▸ **Saved data entries**
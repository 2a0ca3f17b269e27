use std::collections::HashSet;

use crate::domain::{
    persistence::Persistence,
    schema_tables,
    tables::{Column, ForeignKeyConstraint, Index, Table},
};

pub struct Migration<P: Persistence> {
    tables: Vec<Table>,
    persistence: P,
}

impl<P: Persistence> Migration<P> {
    pub fn new(persistence: P) -> Self {
        Self {
            tables: schema_tables(),
            persistence,
        }
    }

    /// Creates every table of the schema that does not exist yet
    pub async fn migrate(&self) -> Result<usize, anyhow::Error> {
        let actual_schema = self.persistence.load().await?;
        let steps = migration_steps(
            self.persistence.database_schema(),
            &self.tables,
            &actual_schema,
        );
        let count = steps.len();
        tracing::info!("{} tables to create", count);
        self.persistence.apply_migration_steps(steps).await?;
        Ok(count)
    }
}

/// A group of DDL statements executed in one transaction
#[derive(Debug, Clone, PartialEq)]
pub struct MigrationStep {
    ctx: &'static str,
    ddls: Vec<String>,
}

impl MigrationStep {
    fn create_table(database_schema: &str, table: &Table) -> Self {
        Self {
            ctx: "CREATE TABLE",
            ddls: create_table_ddl(database_schema, table),
        }
    }

    pub fn ctx(&self) -> &'static str {
        self.ctx
    }

    pub fn ddls(self) -> Vec<String> {
        self.ddls
    }
}

pub fn migration_steps(
    database_schema: &str,
    needed_schema: &[Table],
    actual_schema: &HashSet<String>,
) -> Vec<MigrationStep> {
    needed_schema
        .iter()
        .filter(|table| !actual_schema.contains(&table.name))
        .map(|table| MigrationStep::create_table(database_schema, table))
        .collect()
}

fn create_table_ddl(schema: &str, table: &Table) -> Vec<String> {
    let mut columns = Vec::new();
    let mut pk_columns = Vec::new();

    for column in table.columns.iter() {
        columns.push(column_ddl(column));
        if column.primary_key {
            pk_columns.push(&column.name as &str);
        }
    }

    let columns_sql = columns.join(",\n    ");
    let pk_columns_sql = pk_columns.join(",");

    let table_ddl = format!(
        "CREATE TABLE \"{}\".\"{}\" (\n    {},\n    PRIMARY KEY({})\n)",
        schema, table.name, columns_sql, pk_columns_sql
    );

    let mut ddls = vec![table_ddl];

    for fk in table.foreign_keys.iter() {
        ddls.push(create_fk_ddl(schema, fk));
    }

    for index in table.indexes.iter() {
        ddls.push(create_index_ddl(schema, index));
    }

    ddls
}

fn column_ddl(column: &Column) -> String {
    let mut sql = format!("\"{}\" {}", column.name, column.column_type);
    if column.not_null {
        sql.push_str(" NOT NULL");
    }
    if let Some(default_value) = &column.default_value {
        sql.push_str(&format!(" DEFAULT {}", default_value));
    }
    if column.unique {
        sql.push_str(" UNIQUE");
    }
    sql
}

fn create_fk_ddl(schema: &str, fk: &ForeignKeyConstraint) -> String {
    format!(
        "ALTER TABLE \"{}\".\"{}\" ADD CONSTRAINT \"{}_{}_fkey\" FOREIGN KEY (\"{}\") REFERENCES \"{}\".\"{}\" (\"{}\") ON DELETE CASCADE",
        schema,
        fk.table_name,
        fk.table_name,
        fk.column_name,
        fk.column_name,
        schema,
        fk.referenced_table_name,
        fk.referenced_column_name
    )
}

fn create_index_ddl(schema: &str, index: &Index) -> String {
    let columns_sql = index
        .columns
        .iter()
        .map(|c| format!("\"{}\"", c))
        .collect::<Vec<_>>()
        .join(", ");
    format!(
        "CREATE {}INDEX \"{}_{}_idx\" ON \"{}\".\"{}\" ({})",
        if index.unique { "UNIQUE " } else { "" },
        index.table_name,
        index.columns.join("_"),
        schema,
        index.table_name,
        columns_sql
    )
}

#[cfg(test)]
mod tests {
    use std::sync::{Arc, Mutex};

    use super::*;
    use crate::domain::tables::ColumnType;

    #[derive(Clone, Default)]
    struct RecordingPersistence {
        existing: HashSet<String>,
        applied: Arc<Mutex<Vec<String>>>,
    }

    impl Persistence for RecordingPersistence {
        async fn load(&self) -> Result<HashSet<String>, anyhow::Error> {
            Ok(self.existing.clone())
        }

        async fn apply_migration_steps(
            &self,
            steps: Vec<MigrationStep>,
        ) -> Result<(), anyhow::Error> {
            let mut applied = self.applied.lock().unwrap();
            for step in steps {
                applied.extend(step.ddls());
            }
            Ok(())
        }

        fn database_schema(&self) -> &str {
            "public"
        }
    }

    #[test]
    fn table_ddl_with_foreign_key_and_index() {
        let table = Table::new("people2publications")
            .reference("person_id", "people")
            .column(Column::new("position", ColumnType::Integer).not_null());

        let ddls = create_table_ddl("public", &table);

        assert_eq!(
            ddls[0],
            "CREATE TABLE \"public\".\"people2publications\" (\n    \"id\" BIGSERIAL,\n    \"person_id\" BIGINT NOT NULL,\n    \"position\" INTEGER NOT NULL,\n    PRIMARY KEY(id)\n)"
        );
        assert_eq!(
            ddls[1],
            "ALTER TABLE \"public\".\"people2publications\" ADD CONSTRAINT \"people2publications_person_id_fkey\" FOREIGN KEY (\"person_id\") REFERENCES \"public\".\"people\" (\"id\") ON DELETE CASCADE"
        );
        assert_eq!(
            ddls[2],
            "CREATE INDEX \"people2publications_person_id_idx\" ON \"public\".\"people2publications\" (\"person_id\")"
        );
    }

    #[test]
    fn unique_index_ddl() {
        let index = Index::new("people2publications", vec!["person_id", "publication_version_id"], true);
        assert_eq!(
            create_index_ddl("public", &index),
            "CREATE UNIQUE INDEX \"people2publications_person_id_publication_version_id_idx\" ON \"public\".\"people2publications\" (\"person_id\", \"publication_version_id\")"
        );
    }

    #[test]
    fn existing_tables_are_skipped() {
        let existing = HashSet::from(["publications".to_string(), "people".to_string()]);
        let steps = migration_steps("public", &schema_tables(), &existing);
        assert_eq!(steps.len(), schema_tables().len() - 2);
        assert!(steps.iter().all(|step| step.ctx() == "CREATE TABLE"));
    }

    #[tokio::test]
    async fn migrate_applies_missing_tables_only() {
        let persistence = RecordingPersistence {
            existing: HashSet::from(["departments".to_string()]),
            ..Default::default()
        };
        let migration = Migration::new(persistence.clone());

        let created = migration.migrate().await.unwrap();

        assert_eq!(created, 6);
        let applied = persistence.applied.lock().unwrap();
        assert!(applied.iter().any(|ddl| ddl.starts_with("CREATE TABLE \"public\".\"publications\"")));
        assert!(!applied.iter().any(|ddl| ddl.starts_with("CREATE TABLE \"public\".\"departments\"")));
    }
}
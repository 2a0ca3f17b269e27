use std::fmt::Debug;

use serde::Serialize;

use crate::domain::{IdentifierCodeId, Locale, TypeCode};

/// Static application configuration: known publication types and the
/// whitelist of identifier codes.
pub trait Catalog: Send + Sync + Debug + 'static {
    /// iterate all publication types
    fn publication_types(&self) -> Box<dyn Iterator<Item = &PublicationType> + '_>;
    /// find publication type by its code
    fn publication_type(&self, code: &str) -> Option<&PublicationType>;
    /// find whitelisted identifier code
    fn identifier_code(&self, code: &str) -> Option<&IdentifierCode>;
}

/// A publication type and the content fields a published record of that type must carry.
#[derive(Clone, Debug, Serialize)]
pub struct PublicationType {
    pub code: TypeCode,
    pub label_en: String,
    pub label_sv: String,
    pub required_fields: Vec<String>,
}

impl PublicationType {
    pub fn label(&self, locale: Locale) -> &str {
        match locale {
            Locale::En => &self.label_en,
            Locale::Sv => &self.label_sv,
        }
    }
}

/// One entry of the identifier code whitelist
#[derive(Clone, Debug, Serialize)]
pub struct IdentifierCode {
    pub code: IdentifierCodeId,
    pub label: String,
}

▸ **Task statement**
Scan the data for the word "ColumnType" and copy every line where it shows up.

▸ **Solution to the problem**
    use crate::domain::tables::ColumnType;
            .column(Column::new("position", ColumnType::Integer).not_null());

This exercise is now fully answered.